Getting deleted from GitHub

#github #open-source #freedom


On the 15.9. I got my GitHub account suspended. I don’t know the exact time, since GitHub did not send me any sort of E-Mail warning before or after I got suspended. I found out after someone contacted a friend of mine over a repository they were using and could no longer find.

Once i try logging into my account i find out that this isn’t just a regular suspension that blocks your content from being publicly accessible (which would have been annoying enough), but instead a full suspensions, including blocking me from logging in to find out at all what could have caused the suspension. My only avenue at this point in time is to contact support via E-Mail and wait for a response. Until then i stand firmly in my belief that i have been banned wrongfully (and i will tell you why in a bit).

Migration

While i wait i look at my options. It is a sunday and i am not actively working on any projects, but i want access to my data on Monday and want to cause the least amount of disruption for users of my software.
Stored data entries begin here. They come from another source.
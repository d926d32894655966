//! Result lines for add and remove commands

use std::path::Path;

use cnamectl_core::{ChangeReport, Outcome, Status};
use console::style;

/// One line per alias the command touched or looked at
///
/// Invalid aliases are reported separately by [`invalid_lines`].
pub fn report_lines(report: &ChangeReport) -> Vec<String> {
    let mut lines = Vec::new();

    for alias in &report.added {
        lines.push(format!("Added {}", style(alias).green()));
    }
    for alias in &report.already_present {
        lines.push(format!("{} already exists", style(alias).yellow()));
    }
    for alias in &report.removed {
        lines.push(format!("Removed {}", style(alias).green()));
    }
    for alias in &report.missing {
        lines.push(format!("{} not found", style(alias).yellow()));
    }
    if !report.skipped.is_empty() {
        lines.push(format!(
            "{} {}",
            style("Skipped after first missing alias:").dim(),
            report.skipped.join(",")
        ));
    }

    lines
}

/// One diagnostic per alias that failed validation and was dropped
pub fn invalid_lines(report: &ChangeReport) -> Vec<String> {
    report
        .invalid
        .iter()
        .map(|alias| format!("{} {}", style("Invalid alias:").red(), alias))
        .collect()
}

/// Final line describing what happened to the alias file
pub fn status_line(outcome: &Outcome, path: &Path) -> String {
    match outcome.status {
        Status::Written => format!("Wrote {}", style(path.display()).cyan()),
        Status::NoChanges => "No changes made.".to_string(),
        Status::HostNotFound => format!("No CNAME for {} found.", style(&outcome.host).cyan()),
    }
}
//! Course versions: explicit snapshots, rollback, comparison and audit reads.

use learnhub_core::access::{self, Principal};
use learnhub_core::course::{self, CourseStatus, PublishChecklist};
use learnhub_core::error::CoreError;
use learnhub_core::task::{self, TaskProgressCounts};
use learnhub_core::types::DbId;
use learnhub_core::versioning::{self, CourseSnapshot, VersionComparison};
use learnhub_db::models::course::Course;
use learnhub_db::models::course_version::{CourseVersion, CreateCourseVersion};
use learnhub_db::models::status_transition::{CreateStatusTransition, StatusTransition};
use learnhub_db::repositories::{
    CourseRepo, CourseVersionRepo, InstructorRepo, StatusTransitionRepo, TaskRepo,
};
use sqlx::PgConnection;

use crate::courses::{course_not_found, find_course, lock_course};
use crate::error::ServiceResult;
use crate::state::EngineState;

/// Persist the snapshot of `course` at its current version number.
pub(crate) async fn record_version(
    conn: &mut PgConnection,
    course: &Course,
    actor: DbId,
    notes: &str,
) -> ServiceResult<CourseVersion> {
    let task_ids = TaskRepo::live_task_ids(&mut *conn, course.id).await?;
    let snapshot = course.snapshot(task_ids)?;
    let version = CourseVersionRepo::create(
        &mut *conn,
        &CreateCourseVersion {
            course_id: course.id,
            version_number: course.version,
            content_snapshot: snapshot.to_json(),
            notes: notes.to_string(),
            created_by: actor,
        },
    )
    .await?;
    tracing::info!(course_id = course.id, version = course.version, "Course version created");
    Ok(version)
}

/// Rewrite the current version's snapshot from the live course state.
///
/// Used for changes that do not bump the version, so that version N always
/// holds the state the course had while it was at N.
pub(crate) async fn refresh_current_version(
    conn: &mut PgConnection,
    course: &Course,
) -> ServiceResult<()> {
    let task_ids = TaskRepo::live_task_ids(&mut *conn, course.id).await?;
    let snapshot = course.snapshot(task_ids)?;
    CourseVersionRepo::refresh_snapshot(&mut *conn, course.id, course.version, &snapshot.to_json())
        .await?;
    tracing::debug!(course_id = course.id, version = course.version, "Course version refreshed");
    Ok(())
}

/// Follow a change to the live task set of a locked course.
///
/// A published course gets a new version; any other course has its current
/// version refreshed.
pub(crate) async fn track_task_set_change(
    conn: &mut PgConnection,
    course: &Course,
    actor: DbId,
    notes: &str,
) -> ServiceResult<()> {
    if !course.status()?.is_versioned_on_edit() {
        return refresh_current_version(conn, course).await;
    }
    let bumped = CourseRepo::set_version(&mut *conn, course.id, course.version + 1)
        .await?
        .ok_or_else(|| course_not_found(course.id))?;
    record_version(conn, &bumped, actor, notes).await?;
    Ok(())
}

async fn load_snapshot(
    conn: &mut PgConnection,
    course_id: DbId,
    version_number: i32,
) -> ServiceResult<CourseSnapshot> {
    let version = CourseVersionRepo::find(conn, course_id, version_number)
        .await?
        .ok_or(CoreError::NotFound {
            entity: "CourseVersion",
            id: version_number as DbId,
        })?;
    Ok(CourseSnapshot::from_json(&version.content_snapshot)?)
}

/// Bump the version and snapshot the current state.
pub async fn create_version(
    state: &EngineState,
    requester: &Principal,
    course_id: DbId,
    notes: &str,
) -> ServiceResult<CourseVersion> {
    versioning::validate_notes(notes)?;

    let mut tx = state.pool.begin().await?;
    let current = lock_course(&mut tx, course_id).await?;
    access::require_course_creator(requester, current.creator_id)?;

    let course = CourseRepo::set_version(&mut *tx, course_id, current.version + 1)
        .await?
        .ok_or_else(|| course_not_found(course_id))?;
    let version = record_version(&mut tx, &course, requester.user_id, notes.trim()).await?;
    tx.commit().await?;

    Ok(version)
}

/// Restore the state captured in `version_number` as a new version.
///
/// Content fields and the task set come from the snapshot. The snapshot
/// status is applied only along a valid status-machine edge, and a move to
/// published must pass the publish checklist. Tasks leaving the live set must
/// be unstarted. Older versions are never modified.
pub async fn rollback_version(
    state: &EngineState,
    requester: &Principal,
    course_id: DbId,
    version_number: i32,
    reason: &str,
) -> ServiceResult<CourseVersion> {
    versioning::validate_notes(reason)?;

    let mut tx = state.pool.begin().await?;
    let current = lock_course(&mut tx, course_id).await?;
    access::require_course_creator(requester, current.creator_id)?;
    versioning::validate_version_number(version_number, current.version)?;

    let snapshot = load_snapshot(&mut tx, course_id, version_number).await?;
    let from = current.status()?;
    let to = versioning::rollback_status(from, snapshot.status)?;

    let keep = snapshot.task_set();
    let removed: Vec<DbId> = TaskRepo::lock_live_task_ids(&mut tx, course_id)
        .await?
        .into_iter()
        .filter(|id| !keep.contains(id))
        .collect();
    if !removed.is_empty() {
        let counts: Vec<TaskProgressCounts> = TaskRepo::progress_counts(&mut *tx, &removed)
            .await?
            .into_iter()
            .map(TaskProgressCounts::from)
            .collect();
        task::check_all_deletable(&counts)?;
    }
    TaskRepo::reassign_live_set(&mut tx, course_id, &snapshot.task_ids).await?;

    if to == CourseStatus::Published && from != CourseStatus::Published {
        let checklist = PublishChecklist {
            title: snapshot.title.clone(),
            description: snapshot.description.clone(),
            learning_objectives: snapshot.learning_objectives.clone(),
            instructor_count: InstructorRepo::count(&mut *tx, course_id).await?,
            task_count: TaskRepo::count_live(&mut *tx, course_id).await?,
        };
        course::check_publishable(&checklist)?;
    }

    let new_version = current.version + 1;
    let visibility = course::visibility_after_transition(to, snapshot.visibility);
    let restored = CourseRepo::apply_snapshot(
        &mut *tx,
        course_id,
        &snapshot,
        to.as_str(),
        visibility.as_str(),
        new_version,
    )
    .await?
    .ok_or_else(|| course_not_found(course_id))?;

    let notes = versioning::rollback_notes(version_number, reason);
    if from != to {
        StatusTransitionRepo::create(
            &mut *tx,
            &CreateStatusTransition {
                course_id,
                from_status: from.as_str().to_string(),
                to_status: to.as_str().to_string(),
                changed_by: requester.user_id,
                reason: notes.clone(),
            },
        )
        .await?;
    }

    let version = record_version(&mut tx, &restored, requester.user_id, &notes).await?;
    tx.commit().await?;

    tracing::info!(
        course_id,
        target_version = version_number,
        new_version,
        status = to.as_str(),
        removed_tasks = removed.len(),
        "Course rolled back"
    );
    Ok(version)
}

/// Field-wise diff of two recorded versions.
pub async fn compare_versions(
    state: &EngineState,
    requester: &Principal,
    course_id: DbId,
    from_version: i32,
    to_version: i32,
) -> ServiceResult<VersionComparison> {
    let course = find_course(&state.pool, course_id).await?;
    access::require_course_creator(requester, course.creator_id)?;
    versioning::validate_version_number(from_version, course.version)?;
    versioning::validate_version_number(to_version, course.version)?;

    let mut conn = state.pool.acquire().await?;
    let from = load_snapshot(&mut conn, course_id, from_version).await?;
    let to = load_snapshot(&mut conn, course_id, to_version).await?;

    Ok(versioning::compare_snapshots(from_version, &from, to_version, &to))
}

/// Every version of a course, newest first.
pub async fn list_versions(
    state: &EngineState,
    requester: &Principal,
    course_id: DbId,
) -> ServiceResult<Vec<CourseVersion>> {
    let course = find_course(&state.pool, course_id).await?;
    access::require_course_creator(requester, course.creator_id)?;
    Ok(CourseVersionRepo::list_by_course(&state.pool, course_id).await?)
}

/// Status audit trail, oldest first.
pub async fn list_status_transitions(
    state: &EngineState,
    requester: &Principal,
    course_id: DbId,
) -> ServiceResult<Vec<StatusTransition>> {
    let course = find_course(&state.pool, course_id).await?;
    access::require_course_creator(requester, course.creator_id)?;
    Ok(StatusTransitionRepo::list_by_course(&state.pool, course_id).await?)
}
GitHub hosting mostly git repositories i don’t lose access to most of my data. Git repositories need to be locally cloned when you work on them, so almost all of my code is still available. I do lose access to outstanding issues, pull requests (other peoples code in my repositories) as well as access to their build system. This wouldn’t have been as dramatic if GitHub hadn’t pushed for centralizing all kinds of other services under their domain. It really speaks to gits distributed nature that very few people that actively work with me on code lost any data, everyone unwittingly having created their own local backups.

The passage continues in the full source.